The first Apple II computers went on sale on June 10, 1977, with a MOS Technology 6502 (later Synertek) microprocessor running at 1.023 MHz, 4 KB of RAM, an audio cassette interface for loading programs and storing data, and the Integer BASIC programming language built into the ROMs. The video controller displayed 40 columns by 24 lines of monochrome, upper-case–only (the original character set matches ASCII characters 0x20 to 0x5F) text on the screen, with NTSC composite video output suitable for display on a TV monitor, or on a regular TV set by way of a separate RF modulator. The original retail price of the computer was with 4 KB of RAM and with the maximum 48 KB of RAM. To reflect the computer's color graphics capability, the Apple logo on the casing was represented using rainbow stripes, which remained a part of Apple's corporate logo until early 1998. The earliest Apple IIs were assembled in Silicon Valley, and later in Texas; printed circuit boards were manufactured in Ireland and Singapore.

An external 5 1/4-inch floppy disk drive, the Disk II, attached via a controller card that plugged into one of the computer's expansion slots (usually slot 6), was used for data storage and retrieval to replace cassettes. The Disk II interface, created by Steve Wozniak, was regarded as an engineering masterpiece for its economy of electronic components.

Rather than having a dedicated sound-synthesis chip, the Apple II had a toggle circuit that could only emit a click through a built-in speaker; all other sounds (including two, three and, eventually, four-voice music and playback of audio samples and speech synthesis) were generated entirely by software that clicked the speaker at just the right times.

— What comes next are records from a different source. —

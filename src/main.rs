//! Pegasus Bridge CLI
//!
//! Entry point for the `pegasus-bridge` command-line tool.

use clap::error::ErrorKind;
use clap::Parser;
use pegasus_bridge::encoder::write_response;
use pegasus_bridge::{start, CommandDispatcher};
use pegasus_protocol::{BridgeError, BridgeResponse, BINDINGS};
use std::io::{self, Write};
use std::path::PathBuf;
use std::process;

#[derive(Parser)]
#[command(name = "pegasus-bridge")]
#[command(about = "Route one JSON command to its analyzer", version)]
struct Cli {
    /// JSON request, or `-` to read it from stdin
    request: Option<String>,

    /// Further positional arguments are accepted and ignored
    #[arg(hide = true)]
    _rest: Vec<String>,

    /// Path to config file (also PEGASUS_BRIDGE_CONFIG)
    #[arg(long, short = 'c')]
    config: Option<PathBuf>,

    /// Print the command binding table as JSON and exit
    #[arg(long)]
    describe: bool,
}

fn main() {
    let cli = match Cli::try_parse() {
        Ok(cli) => cli,
        Err(e) if matches!(e.kind(), ErrorKind::DisplayHelp | ErrorKind::DisplayVersion) => e.exit(),
        Err(e) => {
            let rendered = e.to_string();
            let message = rendered.lines().next().unwrap_or_default().trim_start_matches("error: ");
            emit(&BridgeResponse::execution_error(BridgeError::Arguments(message.to_string())));
            process::exit(0);
        }
    };

    if cli.describe {
        run_describe();
        return;
    }

    let toolkit = match start(cli.config.as_deref()) {
        Ok(toolkit) => toolkit,
        Err(e) => {
            emit(&BridgeResponse::import_error(e));
            process::exit(1);
        }
    };

    let dispatcher = CommandDispatcher::new(toolkit);
    let stdin = io::stdin();
    let stdout = io::stdout();
    if let Err(e) = dispatcher.run_with_io(cli.request.as_deref(), &mut stdin.lock(), &mut stdout.lock()) {
        eprintln!("Error writing response: {}", e);
        process::exit(1);
    }
}

fn run_describe() {
    match serde_json::to_string(&BINDINGS) {
        Ok(json) => {
            let mut stdout = io::stdout().lock();
            if writeln!(stdout, "{}", json).and_then(|_| stdout.flush()).is_err() {
                process::exit(1);
            }
        }
        Err(e) => {
            eprintln!("Error serializing bindings: {}", e);
            process::exit(1);
        }
    }
}

fn emit(response: &BridgeResponse) {
    let stdout = io::stdout();
    if let Err(e) = write_response(&mut stdout.lock(), response) {
        eprintln!("Error writing response: {}", e);
        process::exit(1);
    }
}
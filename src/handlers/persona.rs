//! Persona analyzer handler.

use pegasus_analyzers::Toolkit;
use pegasus_protocol::{BridgeError, BridgeResponse};

use super::Arguments;
use crate::encoder::outcome;

/// `analyze_persona(name, phone, nik)`
pub fn analyze_persona(args: &Arguments, toolkit: &dyn Toolkit) -> Result<BridgeResponse, BridgeError> {
    let analyzer = toolkit.persona_analyzer();
    outcome(analyzer.full_analysis_persona(args.get(0), args.get(1), args.get(2)))
}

The Apple II's multiple expansion slots permitted a wide variety of third-party devices, including Apple II peripheral cards such as serial controllers, display controllers, memory boards, hard disks, networking components, and real-time clocks. There were plug-in expansion cards – such as the Z-80 SoftCard – that permitted the Apple to use the Z80 processor and run a multitude of programs developed under the CP/M operating system, including the dBase II database and the WordStar word processor. There was also a third-party 6809 card that would allow OS-9 Level One to be run. Third-party sound cards greatly improved audio capabilities, allowing simple music synthesis and text-to-speech functions. Eventually, Apple II accelerator cards were created to double or quadruple the computer's speed.

Rod Holt designed the Apple II's power supply. He employed a switched-mode power supply design, which was far smaller and generated less unwanted heat than the linear power supply some other home computers used.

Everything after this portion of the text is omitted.